# ACTIVITY:
The whole listing, from first line to last: copy it exactly.

# SUPPLIED RECORDS:
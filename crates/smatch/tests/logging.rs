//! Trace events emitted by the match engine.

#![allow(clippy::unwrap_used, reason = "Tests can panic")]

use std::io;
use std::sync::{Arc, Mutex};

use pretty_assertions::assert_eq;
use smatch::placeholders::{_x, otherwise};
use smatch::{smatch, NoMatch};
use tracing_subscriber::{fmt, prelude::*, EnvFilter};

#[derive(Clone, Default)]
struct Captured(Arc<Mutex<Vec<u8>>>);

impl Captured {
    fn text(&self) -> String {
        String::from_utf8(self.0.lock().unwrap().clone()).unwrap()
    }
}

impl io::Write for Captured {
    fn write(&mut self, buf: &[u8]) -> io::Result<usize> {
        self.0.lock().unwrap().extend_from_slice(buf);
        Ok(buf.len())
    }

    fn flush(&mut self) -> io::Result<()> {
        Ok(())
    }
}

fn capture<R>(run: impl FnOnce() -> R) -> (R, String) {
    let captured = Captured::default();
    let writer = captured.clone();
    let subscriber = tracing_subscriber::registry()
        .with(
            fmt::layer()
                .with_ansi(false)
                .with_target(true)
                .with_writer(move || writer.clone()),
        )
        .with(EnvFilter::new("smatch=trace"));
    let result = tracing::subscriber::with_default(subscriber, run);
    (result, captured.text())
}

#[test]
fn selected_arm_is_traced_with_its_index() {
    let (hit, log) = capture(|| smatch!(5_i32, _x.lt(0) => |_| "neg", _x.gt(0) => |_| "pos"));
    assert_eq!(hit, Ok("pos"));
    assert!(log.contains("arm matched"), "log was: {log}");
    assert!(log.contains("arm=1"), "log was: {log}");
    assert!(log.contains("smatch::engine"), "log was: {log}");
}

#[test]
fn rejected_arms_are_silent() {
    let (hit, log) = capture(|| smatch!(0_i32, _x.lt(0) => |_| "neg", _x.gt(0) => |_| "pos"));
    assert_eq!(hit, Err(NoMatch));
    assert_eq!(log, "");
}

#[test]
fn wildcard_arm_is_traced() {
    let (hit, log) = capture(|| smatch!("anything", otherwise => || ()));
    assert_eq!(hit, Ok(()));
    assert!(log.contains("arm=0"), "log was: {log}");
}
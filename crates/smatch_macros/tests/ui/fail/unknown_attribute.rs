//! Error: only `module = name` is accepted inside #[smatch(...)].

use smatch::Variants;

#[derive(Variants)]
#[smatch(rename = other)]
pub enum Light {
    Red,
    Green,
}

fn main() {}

# ANSWER BOX:
filename crates/smatch/tests/logging.rs
//! Trace events emitted by the match engine.

#![allow(clippy::unwrap_used, reason = "Tests can panic")]

use std::io;
use std::sync::{Arc, Mutex};

use pretty_assertions::assert_eq;
use smatch::placeholders::{_x, otherwise};
use smatch::{smatch, NoMatch};
use tracing_subscriber::{fmt, prelude::*, EnvFilter};

#[derive(Clone, Default)]
struct Captured(Arc<Mutex<Vec<u8>>>);

impl Captured {
    fn text(&self) -> String {
        String::from_utf8(self.0.lock().unwrap().clone()).unwrap()
    }
}

impl io::Write for Captured {
    fn write(&mut self, buf: &[u8]) -> io::Result<usize> {
        self.0.lock().unwrap().extend_from_slice(buf);
        Ok(buf.len())
    }

    fn flush(&mut self) -> io::Result<()> {
        Ok(())
    }
}

fn capture<R>(run: impl FnOnce() -> R) -> (R, String) {
    let captured = Captured::default();
    let writer = captured.clone();
    let subscriber = tracing_subscriber::registry()
        .with(
            fmt::layer()
                .with_ansi(false)
                .with_target(true)
                .with_writer(move || writer.clone()),
        )
        .with(EnvFilter::new("smatch=trace"));
    let result = tracing::subscriber::with_default(subscriber, run);
    (result, captured.text())
}

#[test]
fn selected_arm_is_traced_with_its_index() {
    let (hit, log) = capture(|| smatch!(5_i32, _x.lt(0) => |_| "neg", _x.gt(0) => |_| "pos"));
    assert_eq!(hit, Ok("pos"));
    assert!(log.contains("arm matched"), "log was: {log}");
    assert!(log.contains("arm=1"), "log was: {log}");
    assert!(log.contains("smatch::engine"), "log was: {log}");
}

#[test]
fn rejected_arms_are_silent() {
    let (hit, log) = capture(|| smatch!(0_i32, _x.lt(0) => |_| "neg", _x.gt(0) => |_| "pos"));
    assert_eq!(hit, Err(NoMatch));
    assert_eq!(log, "");
}

#[test]
fn wildcard_arm_is_traced() {
    let (hit, log) = capture(|| smatch!("anything", otherwise => || ()));
    assert_eq!(hit, Ok(()));
    assert!(log.contains("arm=0"), "log was: {log}");
}
filename crates/smatch_macros/tests/ui/fail/unknown_attribute.rs
//! Error: only `module = name` is accepted inside #[smatch(...)].

use smatch::Variants;

#[derive(Variants)]
#[smatch(rename = other)]
pub enum Light {
    Red,
    Green,
}

fn main() {}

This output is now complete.